Anna Tarshylova (35 ans) vit dans sa cave depuis le début de la guerre. C’est là qu’elle se sent le plus en sécurité, même si entretemps sa ville a été libérée. Anna aime les enfants sans en avoir elle-même. Elle apporte donc son aide à des mamans. En temps de paix, elle était comptable.

Comme le reste de sa famille, Anna est restée à Kharkiv. Son arrière-grand-mère y vit depuis l’occupation allemande pendant la Seconde Guerre mondiale. Elle avait six ans lorsque les Allemands sont arrivés et s’en souvient encore. La vieille dame n’a pas la moindre intention de partir.

Anna partage son sous-sol avec sa voisine Marina. « Beaucoup de gens ont quitté les lieux », explique-t-elle. « Des voisins nous ont laissé leur chien car ils ne savaient pas si l’animal serait autorisé à passer la frontière : 2 kilos de joie pure ! »

Un autre voisin, un homme de 66 ans, avait pris la décision de rester malgré ses problèmes cardiaques. « Je ne sais pas comment il a fait, avec toutes ces bombes partout », s’interroge Anna. « Son fils l’a finalement convaincu d’aller en Pologne. Un voisin souffre de diabète. Il voulait rester mais ne parvenait pas à se procurer de l’insuline, alors sa famille l’a fait transférer en Ukraine occidentale. »
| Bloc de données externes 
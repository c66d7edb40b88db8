// Copyright (c) 2025 Fabstir
// SPDX-License-Identifier: BUSL-1.1
use chrono::{DateTime, Utc};
use serde::{Deserialize, Serialize};
use std::collections::HashMap;

/// Cache telemetry for the lifetime of the process (until reset)
#[derive(Debug, Clone, Default, PartialEq, Serialize, Deserialize)]
pub struct CacheStats {
    pub total_queries: u64,
    pub hits: u64,
    pub misses: u64,
    pub hit_rate: f64,
    /// Average end-to-end latency of queries answered from the cache
    pub avg_hit_latency_ms: f64,
    /// Average end-to-end latency of queries that ran the full pipeline
    pub avg_full_latency_ms: f64,
    pub entries_by_assistant: HashMap<String, usize>,
    pub total_entries: usize,
    pub oldest_entry: Option<DateTime<Utc>>,
    pub newest_entry: Option<DateTime<Utc>>,
    /// Entries dropped by per-assistant capacity
    pub evictions: u64,
    /// Entries dropped by TTL
    pub expirations: u64,
}

/// Running counters; entry-derived fields are filled in at snapshot time
#[derive(Debug, Clone, Default)]
pub(crate) struct StatsCounters {
    pub hits: u64,
    pub misses: u64,
    pub hit_latency: RollingAverage,
    pub full_latency: RollingAverage,
    pub evictions: u64,
    pub expirations: u64,
}

impl StatsCounters {
    pub fn snapshot(&self) -> CacheStats {
        let total_queries = self.hits + self.misses;
        let hit_rate = if total_queries == 0 {
            0.0
        } else {
            self.hits as f64 / total_queries as f64
        };

        CacheStats {
            total_queries,
            hits: self.hits,
            misses: self.misses,
            hit_rate,
            avg_hit_latency_ms: self.hit_latency.value(),
            avg_full_latency_ms: self.full_latency.value(),
            evictions: self.evictions,
            expirations: self.expirations,
            ..Default::default()
        }
    }
}

#[derive(Debug, Clone, Copy, Default)]
pub(crate) struct RollingAverage {
    count: u64,
    mean: f64,
}

impl RollingAverage {
    pub fn record(&mut self, sample: f64) {
        self.count += 1;
        self.mean = (self.mean * (self.count - 1) as f64 + sample) / self.count as f64;
    }

    pub fn value(&self) -> f64 {
        self.mean
    }
}

/// Outcome of one maintenance sweep
#[derive(Debug, Clone, Copy, Default, PartialEq, Eq, Serialize, Deserialize)]
pub struct MaintenanceReport {
    pub removed_count: usize,
    pub remaining_count: usize,
}
// Copyright (c) 2025 Fabstir
// SPDX-License-Identifier: BUSL-1.1
//! Model runtime shared by the embedding engine and the reranker
//!
//! - `lazy`: load-once shared model handle
//! - `progress`: typed loading milestones
//! - `onnx`: ONNX Runtime session construction per execution path
//! - `hub`: model file resolution (local directory or Hugging Face Hub)

pub mod hub;
pub mod lazy;
pub mod onnx;
pub mod progress;

pub use hub::{ModelFiles, ModelSource};
pub use lazy::LazyModel;
pub use onnx::{build_session, build_session_with_fallback, ExecutionPath};
pub use progress::{LoadProgress, LoadStage, ProgressCallback, ProgressReporter};
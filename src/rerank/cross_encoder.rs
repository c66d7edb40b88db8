// Copyright (c) 2025 Fabstir
// SPDX-License-Identifier: BUSL-1.1

//! ONNX Cross-Encoder Wrapper
//!
//! Scores (query, passage) pairs with a sequence-classification model such as
//! ms-marco-MiniLM-L-6-v2. Each pair is encoded jointly
//! (`[CLS] query [SEP] passage [SEP]`) and the model emits one relevance
//! logit per pair.
//!
//! Unlike the embedding model, a cross-encoder session is built on exactly
//! one execution path; the [`Reranker`](super::Reranker) decides which path
//! to try and when to fall back.

use anyhow::Result;
use ndarray::{ArrayD, Axis};
use ort::session::Session;
use std::path::Path;
use std::sync::{Arc, Mutex};
use tokenizers::{EncodeInput, Tokenizer};
use tracing::info;

use super::CrossEncoderModel;
use crate::embeddings::onnx_model::load_tokenizer;
use crate::models::onnx::{build_session, run_batch, EncodedBatch};
use crate::models::ExecutionPath;

#[derive(Clone)]
pub struct OnnxCrossEncoder {
    session: Arc<Mutex<Session>>,
    tokenizer: Arc<Tokenizer>,
    model_name: String,
    execution_path: ExecutionPath,
}

impl std::fmt::Debug for OnnxCrossEncoder {
    fn fmt(&self, f: &mut std::fmt::Formatter<'_>) -> std::fmt::Result {
        f.debug_struct("OnnxCrossEncoder")
            .field("model_name", &self.model_name)
            .field("execution_path", &self.execution_path)
            .finish_non_exhaustive()
    }
}

impl OnnxCrossEncoder {
    /// Loads the cross-encoder on `path`. Blocking.
    ///
    /// # Errors
    /// Returns error if the tokenizer is missing or the session cannot be
    /// built on the requested execution path.
    pub fn new<P: AsRef<Path>>(
        model_name: impl Into<String>,
        model_path: P,
        tokenizer_path: P,
        max_length: usize,
        path: ExecutionPath,
    ) -> Result<Self> {
        let model_name = model_name.into();
        let tokenizer_path = tokenizer_path.as_ref();

        if !tokenizer_path.exists() {
            anyhow::bail!("Tokenizer file not found: {}", tokenizer_path.display());
        }

        info!("Initializing cross-encoder {} on {} path", model_name, path);
        let session = build_session(model_path.as_ref(), path)?;
        let tokenizer = load_tokenizer(tokenizer_path, max_length)?;

        Ok(Self {
            session: Arc::new(Mutex::new(session)),
            tokenizer: Arc::new(tokenizer),
            model_name,
            execution_path: path,
        })
    }
}

impl CrossEncoderModel for OnnxCrossEncoder {
    fn model_name(&self) -> &str {
        &self.model_name
    }

    fn execution_path(&self) -> ExecutionPath {
        self.execution_path
    }

    fn score_pairs(&self, query: &str, passages: &[String]) -> Result<Vec<Option<f32>>> {
        if passages.is_empty() {
            return Ok(vec![]);
        }

        let inputs: Vec<EncodeInput> = passages
            .iter()
            .map(|passage| (query.to_string(), passage.clone()).into())
            .collect();
        let encodings = self
            .tokenizer
            .encode_batch(inputs, true)
            .map_err(|e| anyhow::anyhow!("Tokenization failed: {}", e))?;
        let batch = EncodedBatch::from_encodings(&encodings);

        let output = {
            let mut session = self
                .session
                .lock()
                .map_err(|e| anyhow::anyhow!("Cross-encoder session lock poisoned: {}", e))?;
            run_batch(&mut session, &batch)?
        };

        logits_per_pair(output, passages.len())
    }
}

/// One logit per batch row
///
/// Accepts `[batch]` or `[batch, labels]` outputs; for multi-label heads the
/// last column is taken as the relevant class. Rows the model did not emit,
/// and non-finite values, come back as `None`.
fn logits_per_pair(output: ArrayD<f32>, expected: usize) -> Result<Vec<Option<f32>>> {
    let logits: Vec<Option<f32>> = match output.ndim() {
        1 => output.iter().map(|&v| Some(v)).collect(),
        2 => output
            .axis_iter(Axis(0))
            .map(|row| row.iter().last().copied())
            .collect(),
        n => anyhow::bail!("Unexpected cross-encoder output rank {}", n),
    };

    let mut logits: Vec<Option<f32>> = logits
        .into_iter()
        .map(|logit| logit.filter(|v| v.is_finite()))
        .collect();
    logits.resize(expected, None);
    Ok(logits)
}
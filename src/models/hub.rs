// Copyright (c) 2025 Fabstir
// SPDX-License-Identifier: BUSL-1.1
//! Model file resolution
//!
//! Files come from a local directory when one is configured, otherwise from
//! the Hugging Face Hub cache (downloading on first use).

use anyhow::{Context, Result};
use hf_hub::api::sync::Api;
use std::path::{Path, PathBuf};
use tracing::info;

use super::progress::{LoadStage, ProgressReporter};

/// Where to find a model and its tokenizer
#[derive(Debug, Clone)]
pub struct ModelSource {
    /// Hugging Face repository id, e.g. "nomic-ai/nomic-embed-text-v1.5"
    pub model_id: String,
    /// ONNX file path relative to the repository root
    pub model_file: String,
    pub tokenizer_file: String,
    /// Local directory holding `model_file` and `tokenizer_file`
    pub model_dir: Option<PathBuf>,
}

#[derive(Debug, Clone)]
pub struct ModelFiles {
    pub model: PathBuf,
    pub tokenizer: PathBuf,
}

impl ModelSource {
    /// Resolves both files, reporting `Downloading` progress
    ///
    /// Blocking: call from `spawn_blocking`.
    pub fn resolve(&self, progress: &ProgressReporter) -> Result<ModelFiles> {
        match &self.model_dir {
            Some(dir) => self.resolve_local(dir),
            None => self.resolve_hub(progress),
        }
    }

    fn resolve_local(&self, dir: &Path) -> Result<ModelFiles> {
        let model = dir.join(&self.model_file);
        let tokenizer = dir.join(&self.tokenizer_file);

        if !model.exists() {
            anyhow::bail!("ONNX model file not found: {}", model.display());
        }
        if !tokenizer.exists() {
            anyhow::bail!("Tokenizer file not found: {}", tokenizer.display());
        }

        Ok(ModelFiles { model, tokenizer })
    }

    fn resolve_hub(&self, progress: &ProgressReporter) -> Result<ModelFiles> {
        info!("Resolving {} from Hugging Face Hub", self.model_id);
        let api = Api::new().context("Failed to create HuggingFace API client")?;
        let repo = api.model(self.model_id.clone());

        progress.report(LoadStage::Downloading, 0.1);
        let tokenizer = repo
            .get(&self.tokenizer_file)
            .context(format!("Failed to download {}", self.tokenizer_file))?;

        progress.report(LoadStage::Downloading, 0.3);
        let model = repo
            .get(&self.model_file)
            .context(format!("Failed to download {}", self.model_file))?;

        progress.report(LoadStage::Downloading, 0.6);
        Ok(ModelFiles { model, tokenizer })
    }
}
Anna a moins froid dans la cave que dans son appartement du 7e étage. « Parfois il y a du chauffage et de l’eau, et parfois non. »
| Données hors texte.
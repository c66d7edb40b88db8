// Copyright (c) 2025 Fabstir
// SPDX-License-Identifier: BUSL-1.1
//! Reranker service
//!
//! Loads the cross-encoder once, on first use, trying the accelerated
//! execution path before the CPU one. If both fail the reranker is unusable
//! and every call reports one error naming both causes.

use async_trait::async_trait;
use serde::{Deserialize, Serialize};
use std::path::PathBuf;
use std::sync::atomic::{AtomicBool, Ordering};
use std::sync::Arc;
use tokio::sync::watch;
use tracing::{debug, error, info, warn};

use super::{CrossEncoderModel, OnnxCrossEncoder};
use crate::models::{
    ExecutionPath, LazyModel, LoadProgress, LoadStage, ModelSource, ProgressCallback,
    ProgressReporter,
};
use crate::rag::errors::{ModelError, RagError};
use crate::rag::types::Passage;

#[derive(Debug, Clone, Serialize, Deserialize)]
#[serde(default)]
pub struct RerankerConfig {
    pub enabled: bool,
    pub model_id: String,
    pub model_file: String,
    pub tokenizer_file: String,
    pub model_dir: Option<PathBuf>,
    /// Tokens per (query, passage) pair
    pub max_length: usize,
    /// Try CUDA before CPU
    pub prefer_accelerated: bool,
    /// Passages kept after reranking
    pub top_k: usize,
}

impl Default for RerankerConfig {
    fn default() -> Self {
        Self {
            enabled: true,
            model_id: "cross-encoder/ms-marco-MiniLM-L-6-v2".to_string(),
            model_file: "onnx/model.onnx".to_string(),
            tokenizer_file: "tokenizer.json".to_string(),
            model_dir: None,
            max_length: 512,
            prefer_accelerated: true,
            top_k: 5,
        }
    }
}

impl RerankerConfig {
    pub fn model_source(&self) -> ModelSource {
        ModelSource {
            model_id: self.model_id.clone(),
            model_file: self.model_file.clone(),
            tokenizer_file: self.tokenizer_file.clone(),
            model_dir: self.model_dir.clone(),
        }
    }
}

/// Produces a cross-encoder bound to one execution path
#[async_trait]
pub trait CrossEncoderLoader: Send + Sync {
    async fn load(
        &self,
        path: ExecutionPath,
        progress: &ProgressReporter,
    ) -> anyhow::Result<Arc<dyn CrossEncoderModel>>;
}

#[derive(Debug, Clone)]
pub struct OnnxCrossEncoderLoader {
    source: ModelSource,
    max_length: usize,
}

impl OnnxCrossEncoderLoader {
    pub fn new(config: &RerankerConfig) -> Self {
        Self {
            source: config.model_source(),
            max_length: config.max_length,
        }
    }
}

#[async_trait]
impl CrossEncoderLoader for OnnxCrossEncoderLoader {
    async fn load(
        &self,
        path: ExecutionPath,
        progress: &ProgressReporter,
    ) -> anyhow::Result<Arc<dyn CrossEncoderModel>> {
        let source = self.source.clone();
        let max_length = self.max_length;
        let progress = progress.clone();

        let model = tokio::task::spawn_blocking(move || {
            let files = source.resolve(&progress)?;
            progress.report(LoadStage::Loading, 0.7);
            OnnxCrossEncoder::new(
                source.model_id.clone(),
                files.model,
                files.tokenizer,
                max_length,
                path,
            )
        })
        .await??;

        Ok(Arc::new(model))
    }
}

pub struct Reranker {
    model_id: String,
    prefer_accelerated: bool,
    enabled: AtomicBool,
    loader: Arc<dyn CrossEncoderLoader>,
    model: LazyModel<dyn CrossEncoderModel>,
    progress: ProgressReporter,
}

impl Reranker {
    pub fn new(
        config: &RerankerConfig,
        loader: Arc<dyn CrossEncoderLoader>,
        on_progress: Option<ProgressCallback>,
    ) -> Self {
        Self {
            model_id: config.model_id.clone(),
            prefer_accelerated: config.prefer_accelerated,
            enabled: AtomicBool::new(config.enabled),
            loader,
            model: LazyModel::new(config.model_id.clone()),
            progress: ProgressReporter::new(config.model_id.clone(), on_progress),
        }
    }

    pub fn onnx(config: &RerankerConfig, on_progress: Option<ProgressCallback>) -> Self {
        Self::new(config, Arc::new(OnnxCrossEncoderLoader::new(config)), on_progress)
    }

    pub fn model_name(&self) -> &str {
        &self.model_id
    }

    pub fn is_enabled(&self) -> bool {
        self.enabled.load(Ordering::Relaxed)
    }

    /// Turns reranking on or off; a disabled reranker passes candidates through
    pub fn set_enabled(&self, enabled: bool) {
        self.enabled.store(enabled, Ordering::Relaxed);
    }

    pub fn subscribe_progress(&self) -> watch::Receiver<Option<LoadProgress>> {
        self.progress.subscribe()
    }

    pub async fn is_loaded(&self) -> bool {
        self.model.loaded().await.is_some()
    }

    /// Execution path of the loaded model, if loaded
    pub async fn execution_path(&self) -> Option<ExecutionPath> {
        self.model.loaded().await.map(|model| model.execution_path())
    }

    pub async fn ensure_loaded(&self) -> Result<(), RagError> {
        self.model().await.map(|_| ()).map_err(RagError::RerankModel)
    }

    /// Re-scores `passages` against `query`, best first, at most `top_k`
    ///
    /// Every returned passage carries a `relevance_score` in [0, 1]. When
    /// reranking is disabled, or there is nothing to rank, the passages are
    /// returned in their original order, truncated, and the model is never
    /// loaded.
    pub async fn rerank(
        &self,
        query: &str,
        passages: Vec<Passage>,
        top_k: usize,
    ) -> Result<Vec<Passage>, RagError> {
        if !self.is_enabled() || passages.is_empty() {
            return Ok(pass_through(passages, top_k));
        }

        let model = self.model().await.map_err(RagError::RerankModel)?;
        let query = query.to_string();
        let texts: Vec<String> = passages.iter().map(|p| p.text.clone()).collect();
        let model_name = self.model_id.clone();

        let inference_error = |reason: String| {
            RagError::RerankModel(ModelError::Inference {
                model: model_name.clone(),
                reason,
            })
        };

        let logits = tokio::task::spawn_blocking(move || model.score_pairs(&query, &texts))
            .await
            .map_err(|e| inference_error(e.to_string()))?
            .map_err(|e| inference_error(format!("{:#}", e)))?;

        let mut scored: Vec<Passage> = passages
            .into_iter()
            .enumerate()
            .map(|(i, mut passage)| {
                let score = logits
                    .get(i)
                    .copied()
                    .flatten()
                    .map(sigmoid)
                    .filter(|s| s.is_finite())
                    .unwrap_or(0.0);
                passage.relevance_score = Some(score);
                passage
            })
            .collect();

        // Stable: equal scores keep retrieval order
        scored.sort_by(|a, b| {
            let a = a.relevance_score.unwrap_or(0.0);
            let b = b.relevance_score.unwrap_or(0.0);
            b.total_cmp(&a)
        });
        scored.truncate(top_k);

        debug!("Reranked {} passages, kept {}", logits.len(), scored.len());
        Ok(scored)
    }

    async fn model(&self) -> Result<Arc<dyn CrossEncoderModel>, ModelError> {
        let loader = self.loader.clone();
        let progress = self.progress.clone();
        let model_name = self.model_id.clone();
        let prefer_accelerated = self.prefer_accelerated;

        self.model
            .get_or_load(move || async move {
                progress.report(LoadStage::Initiated, 0.0);
                let result =
                    load_with_fallback(loader.as_ref(), &progress, &model_name, prefer_accelerated)
                        .await;

                match &result {
                    Ok(model) => {
                        info!(
                            "Cross-encoder {} ready on {} path",
                            model_name,
                            model.execution_path()
                        );
                        progress.report(LoadStage::Ready, 1.0);
                    }
                    Err(e) => {
                        error!("{}", e);
                        progress.report(LoadStage::Failed, 1.0);
                    }
                }
                result
            })
            .await
    }
}

async fn load_with_fallback(
    loader: &dyn CrossEncoderLoader,
    progress: &ProgressReporter,
    model_name: &str,
    prefer_accelerated: bool,
) -> Result<Arc<dyn CrossEncoderModel>, ModelError> {
    if !prefer_accelerated {
        return loader
            .load(ExecutionPath::Cpu, progress)
            .await
            .map_err(|e| ModelError::LoadFailed {
                model: model_name.to_string(),
                reason: format!("{:#}", e),
            });
    }

    info!("Loading cross-encoder {} on accelerated path", model_name);
    let accelerated = match loader.load(ExecutionPath::Accelerated, progress).await {
        Ok(model) => return Ok(model),
        Err(e) => e,
    };

    warn!(
        "Accelerated path failed for {}: {:#}; falling back to CPU",
        model_name, accelerated
    );
    loader
        .load(ExecutionPath::Cpu, progress)
        .await
        .map_err(|cpu| ModelError::AllExecutionPathsFailed {
            model: model_name.to_string(),
            accelerated: format!("{:#}", accelerated),
            cpu: format!("{:#}", cpu),
        })
}

/// Logistic function mapping a logit to [0, 1]
pub fn sigmoid(x: f32) -> f32 {
    1.0 / (1.0 + (-x).exp())
}

/// Candidates in their original order, truncated, scores untouched
pub fn pass_through(mut passages: Vec<Passage>, top_k: usize) -> Vec<Passage> {
    passages.truncate(top_k);
    passages
}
Le simple fait d’acheter du pain est devenu problématique : impossible de s’en procurer à moins de 4 km. Soit 23 minutes, parfois sous les bombes avec la peur au ventre. « Un jour, j’ai fait le chemin en 21 minutes, alors que des bombes tombaient tout autour », raconte Anna.
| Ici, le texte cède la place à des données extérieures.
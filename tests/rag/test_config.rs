// Copyright (c) 2025 Fabstir
// SPDX-License-Identifier: BUSL-1.1

//! Building the pipeline from configuration

use fabstir_rag_core::cache::{JsonFileCachePersistence, SemanticCache, SemanticCacheConfig};
use fabstir_rag_core::config::RagConfig;
use fabstir_rag_core::rag::{RagError, RagQueryOrchestrator, RetrievalSource};
use fabstir_rag_core::vector::{QueryVector, VectorBackend};
use std::sync::Arc;

#[test]
fn test_full_toml_document() {
    let config = RagConfig::from_toml_str(
        r#"
        [embedding]
        model_id = "nomic-ai/nomic-embed-text-v1.5"
        dimension = 768

        [reranker]
        prefer_accelerated = false
        top_k = 8

        [retrieval]
        candidate_limit = 40
        similarity_floor = 0.3

        [cache]
        similarity_threshold = 0.92
        max_entries_per_assistant = 200

        [context]
        include_scores = true

        [remote]
        api_key = "secret"
        timeout_ms = 2500

        [remote.backend]
        type = "real"
        api_url = "http://localhost:7530/api/v1"

        [ingest]
        invalidate_cache_on_ingest = true
        "#,
    )
    .unwrap();

    config.validate().unwrap();
    assert!(!config.reranker.prefer_accelerated);
    assert_eq!(config.reranker.top_k, 8);
    assert_eq!(config.retrieval.candidate_limit, 40);
    assert_eq!(config.cache.max_entries_per_assistant, 200);
    assert!(config.context.include_scores);
    assert_eq!(config.remote.api_key.as_deref(), Some("secret"));
    assert_eq!(
        config.remote.backend,
        VectorBackend::Real {
            api_url: "http://localhost:7530/api/v1".to_string()
        }
    );
    assert!(config.ingest.invalidate_cache_on_ingest);
}

#[test]
fn test_malformed_toml_is_config_error() {
    let err = RagConfig::from_toml_str("[retrieval\ncandidate_limit = ").unwrap_err();
    assert!(matches!(err, RagError::Config(_)));
}

#[tokio::test]
async fn test_from_config_defers_model_loading() {
    let orchestrator = RagQueryOrchestrator::from_config(&RagConfig::default(), None)
        .await
        .unwrap();

    assert!(!orchestrator.embedder().is_loaded().await);
    assert!(!orchestrator.reranker().is_loaded().await);
    assert!(orchestrator.retriever().strategy().remote().is_some());
    assert!(orchestrator.cache().is_empty().await);
}

#[tokio::test]
async fn test_from_config_rejects_bad_backend_url() {
    let mut config = RagConfig::default();
    config.remote.backend = VectorBackend::Real {
        api_url: "not a url".to_string(),
    };

    let result = RagQueryOrchestrator::from_config(&config, None).await;
    assert!(matches!(result, Err(RagError::Config(_))));
}

#[tokio::test]
async fn test_from_config_restores_persisted_cache() {
    let dir = tempfile::tempdir().unwrap();
    let path = dir.path().join("semantic-cache.json");

    let seed = SemanticCache::new(SemanticCacheConfig::default())
        .unwrap()
        .with_persistence(Arc::new(JsonFileCachePersistence::new(&path)));
    seed.store(
        "a1",
        &QueryVector::normalized(vec![0.2, 0.9, 0.1]).unwrap(),
        "earlier question",
        vec![],
        RetrievalSource::Local,
    )
    .await
    .unwrap();
    seed.flush().await.unwrap();

    let mut config = RagConfig::default();
    config.cache.persistence_path = Some(path);
    let orchestrator = RagQueryOrchestrator::from_config(&config, None)
        .await
        .unwrap();

    assert_eq!(orchestrator.cache().len().await, 1);
    assert_eq!(
        orchestrator
            .cache()
            .stats()
            .await
            .entries_by_assistant
            .get("a1"),
        Some(&1)
    );
}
Tout manque : bougies, chaussettes, chaussures d'hiver…

Anna aspire elle aussi au retour de la paix. « La priorité aujourd’hui, c’est de trouver du matériel pour cuisiner et nous chauffer. Nous manquons aussi de récipients adaptés pour stocker l’eau et d’équipements de base comme des bougies, des chaussettes, des chaussures d’hiver, des piles, des lampes et des batteries pour charger les téléphones pendant les coupures de courant. Impossible d’en trouver pour le moment à Kharkiv. »

La nourriture et les médicaments fournis par Caritas viennent à point nommé. Caritas s’occupe même des chiens abandonnés par les familles en fuite. « Le prix des langes a tellement augmenté que nous ne sommes plus capables d’en acheter nous-mêmes », explique Anna. « Certains appartements ont été complètement détruits. Leurs habitant-e-s n’ont plus rien. »

Anna est devenue volontaire chez Caritas. Elle n’a pas son pareil pour s’occuper des enfants et donne de précieux coups de main avec la comptabilité.